Unicredit ha ricevuto dalla Banca Centrale Europea l’autorizzazione all’applicazione della metodologia del Danish Compromise nel calcolo dei coefficienti patrimoniali consolidati del gruppo.
Di conseguenza, rende noto l’istituto guidato dall’ad Andrea Orcel, a partire dalla rendicontazione relativa al terzo trimestre 2026, le partecipazioni assicurative potranno essere trattate mediante ponderazione per il rischio anziché essere dedotte dal capitale regolamentare.
L’autorizzazione, sottolineano da Gae Aulenti, rafforza la posizione patrimoniale di UniCredit, generando un beneficio stimato di circa 52 punti base sul coefficiente CET1, sulla base della situazione al secondo trimestre del 2026. Conferma inoltre l’impegno del Gruppo, conclude UniCredit, a ottenere l’approvazione entro la fine di settembre e contribuisce a rafforzare ulteriormente il rigoroso approccio nell’allocazione del capitale.

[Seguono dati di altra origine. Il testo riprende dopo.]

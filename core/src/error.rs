use thiserror::Error;

use crate::CellIx;

#[derive(Error, Debug, Copy, Clone, PartialEq, Eq)]
pub enum GameError {
    #[error("Cell {0} is outside the playable track")]
    CellOutOfRange(CellIx),
    #[error("Cell {0} has conflicting classifications")]
    CellConflict(CellIx),
    #[error("Seat index out of range")]
    InvalidSeat,
    #[error("Game already started, tokens are locked")]
    AlreadyStarted,
}

pub type Result<T> = core::result::Result<T, GameError>;
#[cfg(test)]
mod tests {
    use super::*;
    use crate::dice::testing::ScriptedDice;

    fn started() -> Game {
        let mut game = Game::default();
        game.start();
        game
    }

    fn game_at(positions: [CellIx; SEAT_COUNT], current: Seat) -> Game {
        let mut game = started();
        for (seat, position) in positions.into_iter().enumerate() {
            game.players[seat].position = position;
        }
        game.current = current;
        game
    }

    fn moves(turn: &Turn) -> Vec<(Seat, CellIx, CellIx)> {
        turn.events
            .iter()
            .filter_map(|event| match *event {
                Event::PlayerMoved { seat, from, to } => Some((seat, from, to)),
                _ => None,
            })
            .collect()
    }

    #[test]
    fn rolling_before_start_is_a_no_op() {
        let mut game = Game::default();
        let turn = game.roll_and_resolve(&mut ScriptedDice::dies(&[3]));
        assert_eq!(turn.outcome, RollOutcome::NoChange);
        assert!(turn.events.is_empty());
        assert_eq!(game.players[0].position, 0);
    }

    #[test]
    fn landing_on_warp_cell_moves_and_advances() {
        let mut game = started();
        let turn = game.roll_and_resolve(&mut ScriptedDice::dies(&[3]));

        assert_eq!(turn.outcome, RollOutcome::Advanced);
        assert_eq!(game.players[0].position, 8);
        assert_eq!(game.current_seat(), 1);
        assert_eq!(game.state(), GameState::InProgress);
        assert_eq!(moves(&turn), alloc::vec![(0, 0, 3), (0, 3, 8)]);
    }

    #[test]
    fn turn_events_keep_resolution_order() {
        let mut game = started();
        let turn = game.roll_and_resolve(&mut ScriptedDice::dies(&[3]));

        let shape: Vec<_> = turn
            .events
            .iter()
            .filter(|event| !matches!(event, Event::Message(_)))
            .cloned()
            .collect();
        assert_eq!(
            shape,
            alloc::vec![
                Event::DiceRolled {
                    seat: 0,
                    die: 3,
                    value: 3,
                    doubled: false
                },
                Event::PlayerMoved {
                    seat: 0,
                    from: 0,
                    to: 3
                },
                Event::EffectTriggered {
                    seat: 0,
                    cell: 3,
                    effect: Effect::WarpTo(8)
                },
                Event::PlayerMoved {
                    seat: 0,
                    from: 3,
                    to: 8
                },
                Event::TurnChanged { seat: 1 },
            ]
        );
    }

    #[test]
    fn exact_goal_roll_ends_the_game() {
        let mut game = game_at([27, 0, 0], 0);
        let turn = game.roll_and_resolve(&mut ScriptedDice::dies(&[3]));

        assert_eq!(turn.outcome, RollOutcome::Won);
        assert_eq!(game.state(), GameState::Ended);
        assert_eq!(game.winner(), Some(0));
        assert_eq!(game.current_seat(), 0);
        assert!(turn.events.contains(&Event::GameEnded { winner: 0 }));

        // terminal: further rolls mutate nothing
        let after = game.roll_and_resolve(&mut ScriptedDice::dies(&[3]));
        assert_eq!(after.outcome, RollOutcome::NoChange);
        assert!(after.events.is_empty());
        assert_eq!(game.players[0].position, GOAL);
    }

    #[test]
    fn overshoot_bounces_into_fortune_cell_and_heads_wins() {
        // player 2 at 27 rolls a 5: raw 32 bounces to 28, fortune heads
        let mut game = game_at([0, 0, 27], 2);
        let mut dice = ScriptedDice::dies(&[5]).with_coins(&[true]);
        let turn = game.roll_and_resolve(&mut dice);

        assert_eq!(turn.outcome, RollOutcome::Won);
        assert_eq!(game.players[2].position, GOAL);
        assert_eq!(game.winner(), Some(2));
        assert!(turn.events.contains(&Event::EffectTriggered {
            seat: 2,
            cell: 28,
            effect: Effect::FortuneChoice
        }));
    }

    #[test]
    fn fortune_tails_steps_back_five() {
        let mut game = game_at([0, 0, 27], 2);
        let mut dice = ScriptedDice::dies(&[5]).with_coins(&[false]);
        let turn = game.roll_and_resolve(&mut dice);

        assert_eq!(turn.outcome, RollOutcome::Advanced);
        assert_eq!(game.players[2].position, 23);
        assert_eq!(game.current_seat(), 0);
        assert_eq!(game.state(), GameState::InProgress);
        assert!(turn.events.contains(&Event::MusicZone {
            zone: MusicZone::Normal
        }));
    }

    #[test]
    fn fortune_tails_floors_at_the_start() {
        let mut game = game_at([3, 0, 0], 0);
        let mut events = Vec::new();
        let mut zone = game.music_zone();
        let mut dice = ScriptedDice::dies(&[]).with_coins(&[false]);

        let outcome = game.resolve_effect(Effect::FortuneChoice, &mut dice, &mut zone, &mut events);

        assert_eq!(outcome, RollOutcome::Advanced);
        assert_eq!(game.players[0].position, 0);
    }

    #[test]
    fn skip_flag_consumes_the_turn_without_a_roll() {
        let mut game = started();
        game.players[0].skip_next = true;
        let turn = game.roll_and_resolve(&mut ScriptedDice::dies(&[]));

        assert_eq!(turn.outcome, RollOutcome::Advanced);
        assert!(!game.players[0].skip_next);
        assert_eq!(game.current_seat(), 1);
        assert!(turn.events.contains(&Event::TurnSkipped { seat: 0 }));
        assert!(
            !turn
                .events
                .iter()
                .any(|event| matches!(event, Event::DiceRolled { .. }))
        );
    }

    #[test]
    fn double_flag_doubles_exactly_once() {
        let mut game = started();
        game.players[0].double_next = true;
        let turn = game.roll_and_resolve(&mut ScriptedDice::dies(&[2]));

        assert!(!game.players[0].double_next);
        assert_eq!(game.players[0].position, 4);
        assert!(turn.events.contains(&Event::DiceRolled {
            seat: 0,
            die: 2,
            value: 4,
            doubled: true
        }));

        // the next roll for the same seat is back to face value
        game.current = 0;
        let turn = game.roll_and_resolve(&mut ScriptedDice::dies(&[4]));
        assert_eq!(game.players[0].position, 8);
        assert!(turn.events.contains(&Event::DiceRolled {
            seat: 0,
            die: 4,
            value: 4,
            doubled: false
        }));
    }

    #[test]
    fn lucky_seven_keeps_the_same_player() {
        let mut game = game_at([2, 0, 0], 0);
        let turn = game.roll_and_resolve(&mut ScriptedDice::dies(&[5]));

        assert_eq!(turn.outcome, RollOutcome::SamePlayer);
        assert_eq!(game.current_seat(), 0);
        assert_eq!(game.players[0].position, 7);
        assert!(
            !turn
                .events
                .iter()
                .any(|event| matches!(event, Event::TurnChanged { .. }))
        );
    }

    #[test]
    fn swap_exchanges_positions_with_the_picked_other() {
        let mut game = game_at([9, 4, 19], 0);
        let mut dice = ScriptedDice::dies(&[6]).with_picks(&[0]);
        let turn = game.roll_and_resolve(&mut dice);

        // seat 0 moved to 15 (swap cell), then traded with seat 1
        assert_eq!(game.players[0].position, 4);
        assert_eq!(game.players[1].position, 15);
        assert_eq!(game.players[2].position, 19);
        assert_eq!(turn.outcome, RollOutcome::Advanced);

        // the multiset of positions is preserved by the trade itself
        let mut positions: Vec<_> = game.players.iter().map(|p| p.position).collect();
        positions.sort_unstable();
        assert_eq!(positions, alloc::vec![4, 15, 19]);
    }

    #[test]
    fn black_hole_returns_everyone_to_start() {
        let mut game = game_at([17, 5, 9], 0);
        let turn = game.roll_and_resolve(&mut ScriptedDice::dies(&[4]));

        assert!(game.players.iter().all(|player| player.position == 0));
        assert_eq!(turn.outcome, RollOutcome::Advanced);
        assert_eq!(game.current_seat(), 1);
    }

    #[test]
    fn mystery_box_draws_from_the_pool() {
        let mut game = started();
        let mut dice = ScriptedDice::dies(&[6]).with_picks(&[0]);
        let turn = game.roll_and_resolve(&mut dice);

        assert!(turn.events.contains(&Event::MysteryRevealed {
            seat: 0,
            cell: 6,
            effect: Effect::WarpTo(8)
        }));
        assert_eq!(game.players[0].position, 8);
        assert_eq!(game.current_seat(), 1);
    }

    #[test]
    fn chained_move_forward_can_reach_the_goal() {
        const SPECIALS: &[(CellIx, EffectDescriptor)] = &[(
            27,
            EffectDescriptor {
                effect: Effect::MoveForward(3),
                label: "Pocket money",
                sound: "money",
                glyph: '💰',
            },
        )];
        let mut game = Game::new(Board::new(SPECIALS, &[]).unwrap());
        game.start();
        game.players[0].position = 22;

        let turn = game.roll_and_resolve(&mut ScriptedDice::dies(&[5]));

        assert_eq!(turn.outcome, RollOutcome::Won);
        assert_eq!(game.players[0].position, GOAL);
        assert_eq!(game.winner(), Some(0));
    }

    #[test]
    fn money_cell_jump_does_not_chain_cell_effects() {
        // landing on 20 jumps to 25, a normal cell; the jump must not
        // re-trigger anything there
        let mut game = game_at([14, 0, 0], 0);
        let turn = game.roll_and_resolve(&mut ScriptedDice::dies(&[6]));

        assert_eq!(game.players[0].position, 25);
        assert_eq!(turn.outcome, RollOutcome::Advanced);
        assert_eq!(
            turn.events
                .iter()
                .filter(|event| matches!(
                    event,
                    Event::EffectTriggered { .. } | Event::MysteryRevealed { .. }
                ))
                .count(),
            1
        );
    }

    #[test]
    fn music_zone_flips_to_late_and_back() {
        let mut game = game_at([19, 0, 0], 0);
        let turn = game.roll_and_resolve(&mut ScriptedDice::dies(&[6]));
        assert!(turn.events.contains(&Event::MusicZone {
            zone: MusicZone::Late
        }));
        assert_eq!(game.music_zone(), MusicZone::Late);

        // black hole pulls the only late player back below the threshold
        let mut game = game_at([17, 25, 0], 0);
        assert_eq!(game.music_zone(), MusicZone::Late);
        let turn = game.roll_and_resolve(&mut ScriptedDice::dies(&[4]));
        assert!(turn.events.contains(&Event::MusicZone {
            zone: MusicZone::Normal
        }));
        assert_eq!(game.music_zone(), MusicZone::Normal);
    }

    #[test]
    fn restart_reinitializes_the_session() {
        let mut game = game_at([27, 12, 3], 1);
        game.players[1].skip_next = true;
        game.players[2].double_next = true;
        game.current = 0;
        game.roll_and_resolve(&mut ScriptedDice::dies(&[3]));
        assert_eq!(game.state(), GameState::Ended);

        game.restart();

        assert_eq!(game.state(), GameState::InProgress);
        assert_eq!(game.current_seat(), 0);
        assert_eq!(game.winner(), None);
        for player in game.players() {
            assert_eq!(player.position, 0);
            assert!(!player.skip_next);
            assert!(!player.double_next);
        }
    }

    #[test]
    fn tokens_are_locked_once_the_game_starts() {
        let mut game = Game::default();
        game.set_player_token(1, '🦖').unwrap();
        assert_eq!(game.players[1].token, '🦖');
        assert_eq!(game.set_player_token(9, '🦖'), Err(GameError::InvalidSeat));

        game.start();
        assert_eq!(
            game.set_player_token(1, '🐸'),
            Err(GameError::AlreadyStarted)
        );
        assert_eq!(game.players[1].token, '🦖');
    }

    #[test]
    fn restart_after_restart_keeps_tokens() {
        let mut game = Game::default();
        game.set_player_token(0, '🦊').unwrap();
        game.start();
        game.restart();
        assert_eq!(game.players[0].token, '🦊');
    }
}
use crate::{CellIx, Effect, EffectDescriptor, GOAL, GameError, Result};

/// Classification of a single track cell. Immutable for the session.
#[derive(Copy, Clone, Debug, PartialEq)]
pub enum CellKind {
    Start,
    Goal,
    Mystery,
    Special(EffectDescriptor),
    Normal,
}

/// Reflects an overshoot past the goal back into the track. The reflected
/// value is not floored at 0: with a die of at most 6 doubled to 12, the
/// worst case (29 + 12) bounces to 19, so a negative result is unreachable.
pub const fn bounce(raw: CellIx) -> CellIx {
    if raw > GOAL { GOAL - (raw - GOAL) } else { raw }
}

const fn desc(effect: Effect, label: &'static str, sound: &'static str, glyph: char) -> EffectDescriptor {
    EffectDescriptor {
        effect,
        label,
        sound,
        glyph,
    }
}

const STANDARD_SPECIALS: &[(CellIx, EffectDescriptor)] = &[
    (3, desc(Effect::WarpTo(8), "Rocket dash", "rocket", '🚀')),
    (5, desc(Effect::ReturnToStart, "Forgot something", "sad", '😭')),
    (7, desc(Effect::RollAgain, "Lucky seven", "lucky", '✨')),
    (10, desc(Effect::SkipNextTurn, "Nap time", "sleep", '😴')),
    (12, desc(Effect::DoubleNextRoll, "Tailwind", "wind", '💨')),
    (15, desc(Effect::SwapWithOther, "Trading places", "swap", '🔄')),
    (18, desc(Effect::ReturnTo(10), "Bomb", "bomb", '💣')),
    (20, desc(Effect::MoveForward(5), "Pocket money", "money", '💰')),
    (21, desc(Effect::AllReturnToStart, "Black hole", "blackhole", '🌀')),
    (24, desc(Effect::ReturnTo(15), "Big storm", "storm", '⛈')),
    (28, desc(Effect::FortuneChoice, "Fork of fate", "fortune", '🎲')),
    (29, desc(Effect::ReturnToStart, "Tragedy at the gate", "tragedy", '😱')),
];

const STANDARD_MYSTERY: &[CellIx] = &[6, 11, 16, 22, 27];

/// Static track layout: the special-cell table plus the mystery-box set.
/// Fixed data, not behavior.
#[derive(Clone, Debug, PartialEq)]
pub struct Board {
    specials: &'static [(CellIx, EffectDescriptor)],
    mystery: &'static [CellIx],
}

impl Board {
    /// The canonical 31-cell layout.
    pub const fn standard() -> Self {
        Self {
            specials: STANDARD_SPECIALS,
            mystery: STANDARD_MYSTERY,
        }
    }

    /// Builds a layout, failing fast on any inconsistency: an index outside
    /// the open track `1..GOAL`, a duplicate entry, or a cell listed as both
    /// special and mystery.
    pub fn new(
        specials: &'static [(CellIx, EffectDescriptor)],
        mystery: &'static [CellIx],
    ) -> Result<Self> {
        for &(cell, _) in specials {
            if cell == 0 || cell >= GOAL {
                return Err(GameError::CellOutOfRange(cell));
            }
        }
        for &cell in mystery {
            if cell == 0 || cell >= GOAL {
                return Err(GameError::CellOutOfRange(cell));
            }
        }
        for (i, &(cell, _)) in specials.iter().enumerate() {
            if specials[..i].iter().any(|&(seen, _)| seen == cell) || mystery.contains(&cell) {
                return Err(GameError::CellConflict(cell));
            }
        }
        for (i, &cell) in mystery.iter().enumerate() {
            if mystery[..i].contains(&cell) {
                return Err(GameError::CellConflict(cell));
            }
        }
        Ok(Self { specials, mystery })
    }

    pub fn kind(&self, cell: CellIx) -> CellKind {
        if cell == 0 {
            CellKind::Start
        } else if cell == GOAL {
            CellKind::Goal
        } else if self.is_mystery(cell) {
            CellKind::Mystery
        } else if let Some(descriptor) = self.special(cell) {
            CellKind::Special(descriptor)
        } else {
            CellKind::Normal
        }
    }

    pub fn special(&self, cell: CellIx) -> Option<EffectDescriptor> {
        self.specials
            .iter()
            .find(|&&(bound, _)| bound == cell)
            .map(|&(_, descriptor)| descriptor)
    }

    pub fn is_mystery(&self, cell: CellIx) -> bool {
        self.mystery.contains(&cell)
    }
}

impl Default for Board {
    fn default() -> Self {
        Self::standard()
    }
}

Cos’è il Danish Compromise
Il Danish Compromise è un incentivo regolamentare che prevede uno sconto sul capitale primario (Cet1) da mantenere a fronte delle attività di rischio: se prima una banca doveva dedurre integralmente il valore delle partecipazioni nelle compagnie assicurative, da allora, a fronte di certi presupposti, è stato possibile dedurne solo una parte, ponderandone il valore in base a coefficienti di rischio.
Dal gennaio 2025 questa prassi, sempre più diffusa tra i gruppi finanziari internazionali, è diventata una disposizione permanente, accolta nella direttiva europea Crr3.